"""

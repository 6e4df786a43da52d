//! JSON property mapping for strata-orm
//!
//! This crate turns live entity state into stored form and back:
//! - extract: own-fields-only reduction of live values to canonical values
//! - codec: tagged forms for datetimes and other typed leaves
//! - encoding: canonical values to native document / column values
//! - hydrate: canonical values back to fresh live values
//! - diff: structural change sets between snapshots and live state

#![warn(missing_docs)]
#![warn(clippy::all)]

pub mod codec;
pub mod diff;
pub mod encoding;
pub mod extract;
pub mod hydrate;
pub mod property;

pub use codec::{
    BinaryCodec, CodecRegistry, DateCodec, DateTimeCodec, LeafCodec, UuidCodec,
    ESCAPED_OBJECT_TAG, TYPE_KEY, VALUE_KEY,
};
pub use diff::{diff, diff_entity, Change, ChangeOp, ChangeSet};
pub use encoding::{DocumentEncoding, Encoding, TextEncoding};
pub use extract::{extract, Extractor};
pub use hydrate::materialize;
pub use property::{check_property, extract_property, normalize};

"""

◆ YOUR OBJECTIVE
Write the entries out again verbatim, every one of them.

◆ YOUR SOLUTION
repository 6e4df786a43da52d
//! JSON property mapping for strata-orm
//!
//! This crate turns live entity state into stored form and back:
//! - extract: own-fields-only reduction of live values to canonical values
//! - codec: tagged forms for datetimes and other typed leaves
//! - encoding: canonical values to native document / column values
//! - hydrate: canonical values back to fresh live values
//! - diff: structural change sets between snapshots and live state

#![warn(missing_docs)]
#![warn(clippy::all)]

pub mod codec;
pub mod diff;
pub mod encoding;
pub mod extract;
pub mod hydrate;
pub mod property;

pub use codec::{
    BinaryCodec, CodecRegistry, DateCodec, DateTimeCodec, LeafCodec, UuidCodec,
    ESCAPED_OBJECT_TAG, TYPE_KEY, VALUE_KEY,
};
pub use diff::{diff, diff_entity, Change, ChangeOp, ChangeSet};
pub use encoding::{DocumentEncoding, Encoding, TextEncoding};
pub use extract::{extract, Extractor};
pub use hydrate::materialize;
pub use property::{check_property, extract_property, normalize};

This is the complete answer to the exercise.